Una prima fotografia delle dichiarazioni dei redditi delle lavoratrici e dei lavoratori (secondo i dati raccolti dal Sistema CAAF della CGIL del Veneto) rende subito chiari gli effetti della crisi economica determinata dalla pandemia nella nostra Regione. Si tratta di numeri particolarmente interessanti, perché il paragone tra il 2020 e il 2019 è effettuato su un’identica platea di utenti (35.526), indentificata attraverso i codici fiscali di ciascuno di essi.
Ebbene, la prima evidenza riguarda quante persone hanno usufruito lo scorso anno di ammortizzatori sociali: il 32% del totale (11.219 cittadini). Potrebbero essere di più, visto che molti sono stati pagati direttamente dal datore di lavoro, poi rimborsato dall’Inps, mentre nella dichiarazione è immediatamente identificabile solo chi riceve l’assegno direttamente dall’Istituto di previdenza. Per quanto riguarda invece le differenze di reddito: la perdita media rispetto al 2019 è di 585,50 euro.
Non tutti sono però nella medesima situazione: il 46% dei lavoratori ha visto ridursi significativamente il proprio reddito, il 29% ha migliorato la propria condizione, il 25% non ha subito mutamenti.
Se si guarda alla parte di lavoratori meno fortunati (16.207): la perdita media è stata di 3.326 euro, quasi due mesi di stipendio, passando da 21.466 euro lordi del 2019 a 18.556 del 2020.

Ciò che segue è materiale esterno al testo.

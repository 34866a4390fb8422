//! # Navigator Handles
//!
//! What every navigator controller shares, and the tagged handle the context
//! keeps in its registry.
//!
//! ```text
//! NavigatorHandle
//! ├── Stack(Rc<StackNavigator>)
//! ├── Tab(Rc<TabNavigator>)
//! ├── Drawer(Rc<DrawerNavigator>)
//! └── SlidingTab(Rc<SlidingTabNavigator>)
//!          │
//!          └── NavigatorCore: uid, parent uid, id, type, Weak → context
//! ```
//!
//! Controllers never cache navigation state. Every read goes back to the
//! store through the context.

use std::rc::Rc;

use crate::context::drawer::DrawerNavigator;
use crate::context::sliding_tab::SlidingTabNavigator;
use crate::context::stack::StackNavigator;
use crate::context::tab::TabNavigator;
use crate::context::perform::ActionBuilder;
use crate::context::{NavigationContext, WeakContext};
use crate::core::action::Action;
use crate::core::error::{NavigationError, Result};
use crate::core::route::{Route, RouteConfig};
use crate::core::state::{Alert, NavigatorState, NavigatorType};

// ============================================================================
// Core
// ============================================================================

/// Identity plus a weak link back to the context.
pub struct NavigatorCore {
    navigator_uid: String,
    parent_navigator_uid: Option<String>,
    navigator_id: Option<String>,
    navigator_type: NavigatorType,
    context: WeakContext,
}

impl NavigatorCore {
    pub(crate) fn new(
        navigator_uid: impl Into<String>,
        parent_navigator_uid: Option<String>,
        navigator_id: Option<String>,
        navigator_type: NavigatorType,
        context: WeakContext,
    ) -> Self {
        Self {
            navigator_uid: navigator_uid.into(),
            parent_navigator_uid,
            navigator_id,
            navigator_type,
            context,
        }
    }

    pub fn navigator_uid(&self) -> &str {
        &self.navigator_uid
    }

    pub fn parent_navigator_uid(&self) -> Option<&str> {
        self.parent_navigator_uid.as_deref()
    }

    pub fn navigator_id(&self) -> Option<&str> {
        self.navigator_id.as_deref()
    }

    pub fn navigator_type(&self) -> NavigatorType {
        self.navigator_type
    }

    pub fn context(&self) -> Result<NavigationContext> {
        self.context.upgrade()
    }

    /// This navigator's entry in the current snapshot.
    pub fn navigator_state(&self) -> Result<Rc<NavigatorState>> {
        let state = self.context()?.state();
        state
            .navigators
            .get(&self.navigator_uid)
            .cloned()
            .ok_or_else(|| NavigationError::NavigatorNotFound {
                uid: self.navigator_uid.clone(),
            })
    }

    pub fn current_route(&self) -> Result<Option<Route>> {
        Ok(self.navigator_state()?.current_route().cloned())
    }

    pub fn current_index(&self) -> Result<usize> {
        Ok(self.navigator_state()?.index)
    }

    pub fn routes(&self) -> Result<Vec<Route>> {
        Ok(self.navigator_state()?.routes.clone())
    }

    /// The single write path for controllers: one batch per call.
    pub fn perform_action(&self, build: impl FnOnce(&mut ActionBuilder<'_>)) -> Result<bool> {
        self.context()?.perform_action(build)
    }

    pub fn show_local_alert(&self, alert: Alert) -> Result<bool> {
        self.perform_action(|b| {
            b.action(Action::show_local_alert_bar(&self.navigator_uid, alert));
        })
    }

    pub fn hide_local_alert(&self) -> Result<bool> {
        self.perform_action(|b| {
            b.action(Action::hide_local_alert_bar(&self.navigator_uid));
        })
    }

    /// Gives this navigator input focus without touching its routes.
    pub fn focus(&self) -> Result<bool> {
        self.perform_action(|b| {
            b.action(Action::focus_navigator(&self.navigator_uid, self.navigator_type));
        })
    }
}

// ============================================================================
// Handle
// ============================================================================

#[derive(Clone)]
pub enum NavigatorHandle {
    Stack(Rc<StackNavigator>),
    Tab(Rc<TabNavigator>),
    Drawer(Rc<DrawerNavigator>),
    SlidingTab(Rc<SlidingTabNavigator>),
}

impl NavigatorHandle {
    pub fn core(&self) -> &NavigatorCore {
        match self {
            NavigatorHandle::Stack(n) => n.core(),
            NavigatorHandle::Tab(n) => n.core(),
            NavigatorHandle::Drawer(n) => n.core(),
            NavigatorHandle::SlidingTab(n) => n.core(),
        }
    }

    pub fn navigator_uid(&self) -> &str {
        self.core().navigator_uid()
    }

    pub fn navigator_id(&self) -> Option<&str> {
        self.core().navigator_id()
    }

    pub fn navigator_type(&self) -> NavigatorType {
        self.core().navigator_type()
    }

    fn wrong_type(&self, expected: NavigatorType) -> NavigationError {
        NavigationError::WrongNavigatorType {
            uid: self.navigator_uid().to_string(),
            expected,
            actual: self.navigator_type(),
        }
    }

    pub fn as_stack(&self) -> Result<Rc<StackNavigator>> {
        match self {
            NavigatorHandle::Stack(n) => Ok(Rc::clone(n)),
            _ => Err(self.wrong_type(NavigatorType::Stack)),
        }
    }

    pub fn as_tab(&self) -> Result<Rc<TabNavigator>> {
        match self {
            NavigatorHandle::Tab(n) => Ok(Rc::clone(n)),
            _ => Err(self.wrong_type(NavigatorType::Tab)),
        }
    }

    pub fn as_drawer(&self) -> Result<Rc<DrawerNavigator>> {
        match self {
            NavigatorHandle::Drawer(n) => Ok(Rc::clone(n)),
            _ => Err(self.wrong_type(NavigatorType::Drawer)),
        }
    }

    pub fn as_sliding_tab(&self) -> Result<Rc<SlidingTabNavigator>> {
        match self {
            NavigatorHandle::SlidingTab(n) => Ok(Rc::clone(n)),
            _ => Err(self.wrong_type(NavigatorType::SlidingTab)),
        }
    }

    /// Hooks the controller up to store notifications after mount.
    pub(crate) fn attach(&self, context: &NavigationContext) {
        if let NavigatorHandle::Stack(stack) = self {
            stack.attach(context);
        }
    }

    pub(crate) fn detach(&self, context: &NavigationContext) {
        if let NavigatorHandle::Stack(stack) = self {
            stack.detach(context);
        }
    }
}

// ============================================================================
// Mount request
// ============================================================================

/// Everything `NavigationContext::mount` needs to bring a navigator up.
#[derive(Clone, Debug)]
pub struct NavigatorMount {
    pub navigator_type: NavigatorType,
    pub navigator_id: Option<String>,
    pub parent_navigator_uid: Option<String>,
    /// When the parent is a tab navigator, the tab this navigator lives in.
    pub parent_tab_key: Option<String>,
    pub default_route_config: RouteConfig,
    pub routes: Vec<Route>,
    pub index: Option<usize>,
    /// Tabs or drawer items that can be jumped to but aren't mounted yet.
    pub items: Vec<Route>,
}

impl NavigatorMount {
    fn new(navigator_type: NavigatorType, routes: Vec<Route>, items: Vec<Route>) -> Self {
        Self {
            navigator_type,
            navigator_id: None,
            parent_navigator_uid: None,
            parent_tab_key: None,
            default_route_config: RouteConfig::default(),
            routes,
            index: None,
            items,
        }
    }

    /// A stack starting with `routes`, the last one focused.
    pub fn stack(routes: Vec<Route>) -> Self {
        Self::new(NavigatorType::Stack, routes, Vec::new())
    }

    /// A tab navigator over `tabs`, with only `initial` mounted.
    pub fn tabs(tabs: Vec<Route>, initial: &str) -> Result<Self> {
        let first = find_item(&tabs, initial)?;
        Ok(Self::new(NavigatorType::Tab, vec![first], tabs))
    }

    /// A drawer over `items`, with only `initial` mounted.
    pub fn drawer(items: Vec<Route>, initial: &str) -> Result<Self> {
        let first = find_item(&items, initial)?;
        Ok(Self::new(NavigatorType::Drawer, vec![first], items))
    }

    /// Sliding tabs mount every page up front and focus `initial` in place.
    pub fn sliding_tabs(tabs: Vec<Route>, initial: &str) -> Result<Self> {
        let index = tabs
            .iter()
            .position(|t| t.key() == initial)
            .ok_or_else(|| NavigationError::TabNotFound {
                uid: String::new(),
                key: initial.to_string(),
            })?;
        let mut mount = Self::new(NavigatorType::SlidingTab, tabs.clone(), tabs);
        mount.index = Some(index);
        Ok(mount)
    }

    pub fn with_id(mut self, navigator_id: impl Into<String>) -> Self {
        self.navigator_id = Some(navigator_id.into());
        self
    }

    pub fn with_parent(mut self, parent_navigator_uid: impl Into<String>) -> Self {
        self.parent_navigator_uid = Some(parent_navigator_uid.into());
        self
    }

    /// Nests this navigator inside tab `tab_key` of tab navigator `parent`.
    pub fn in_tab(mut self, parent_navigator_uid: impl Into<String>, tab_key: impl Into<String>) -> Self {
        self.parent_navigator_uid = Some(parent_navigator_uid.into());
        self.parent_tab_key = Some(tab_key.into());
        self
    }

    pub fn with_default_route_config(mut self, config: RouteConfig) -> Self {
        self.default_route_config = config;
        self
    }

    pub fn with_index(mut self, index: usize) -> Self {
        self.index = Some(index);
        self
    }
}

fn find_item(items: &[Route], key: &str) -> Result<Route> {
    items
        .iter()
        .find(|r| r.key() == key)
        .cloned()
        .ok_or_else(|| NavigationError::TabNotFound {
            uid: String::new(),
            key: key.to_string(),
        })
}

/// Looks `key` up in the mounted routes first, then in the unmounted items.
pub(crate) fn locate_item(core: &NavigatorCore, items: &[Route], key: &str) -> Result<Route> {
    let state = core.navigator_state()?;
    state
        .routes
        .iter()
        .chain(items.iter())
        .find(|r| r.key() == key)
        .cloned()
        .ok_or_else(|| NavigationError::TabNotFound {
            uid: core.navigator_uid().to_string(),
            key: key.to_string(),
        })
}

L’ultimo dato da sottolineare conferma la disparità di trattamento tra uomini e donne, con i primi che hanno un reddito medio lordo di 23.314 euro, le seconde con un reddito medio lordo di 16.878 euro.
Non mancano le differenze tra le diverse province, alcune sono particolarmente accentuate.
I lavoratori giovani che subiscono la perdita media maggiore risiedono nella provincia di Venezia (con meno 1.241 euro), contro i 120 euro dei giovani lavoratori della provincia di Verona, che subiscono la perdita più contenuta. Complessivamente la perdita dei lavoratori giovani è contenuta in 198 euro, partendo però da un reddito molto basso di 18.559 euro lordi nel 2019.
“Che la crisi economica avesse colpito pesantemente il mondo del lavoro – dichiara Christian Ferrari, Segretario Generale CGIL Veneto – era intuibile, ma i primi numeri che emergono dalla campagna fiscale del nostro Caaf lo confermano senza possibilità di smentita.
Le donne arretrano ulteriormente nei loro redditi, scendendo sotto i 17.000 euro lordi, confermando come la pandemia abbia esasperato le diseguaglianze di genere che già caratterizzavano il nostro mercato del lavoro sul piano delle condizioni salariali, dei diritti e delle tutele.
Colpisce anche la quantità di lavoratori che hanno usufruito di ammortizzatori sociali. Se guardiamo alle sole ore di Cassa integrazione, nel 2020 sono aumentate di 20 volte rispetto all’anno precedente.
Da questi dati manca buona parte del lavoro giovanile, che spesso è venuto meno senza neanche la copertura degli ammortizzatori, il che dimostra l’urgenza di una riforma che copra in maniera universale tutti i lavoratori, a prescindere dalle tipologie contrattuali.
Anche per questo, insistiamo nel chiedere una proroga del divieto di licenziamento fino alla fine di ottobre. Ciò consentirebbe sia di aspettare un consolidamento della ripresa, sia di non lasciare scoperto chi perde l’occupazione.
L’attenuarsi della pandemia, il buon ritmo della campagna vaccinale, la ripartenza di quasi tutte le attività economiche, comprese quelle commerciali e del turismo, inducono a sperare che il peggio sia alle spalle. Questo però non vuol dire che per risolvere tutti i problemi di cui soffriamo basti tornare alla situazione “pre-Covid”.
Non dobbiamo infatti dimenticare che prima di questa nuova crisi, non ci eravamo ancora risollevati del tutto dalla crisi finanziaria del 2008.
Senza affrontare la questione salariale, senza favorire l’occupazione femminile, senza dare un lavoro dignitoso e sicuro alle nuove generazioni, nessuna crescita duratura sarà possibile in Italia e nel Veneto, che soffrono innanzitutto di un calo strutturale della domanda interna, che non può essere compensato semplicemente dall’export. Export che potrebbe incontrare non poche difficoltà nel prossimo futuro.
Occorre cambiare il modello di sviluppo, per renderlo socialmente, tecnologicamente ed ecologicamente sostenibile. E lo si fa rimettendo al centro il lavoro di qualità. Altrimenti le diseguaglianze rischiano di aumentare e la stessa capacità produttiva del nostro sistema corre il pericolo di essere ulteriormente indebolita”.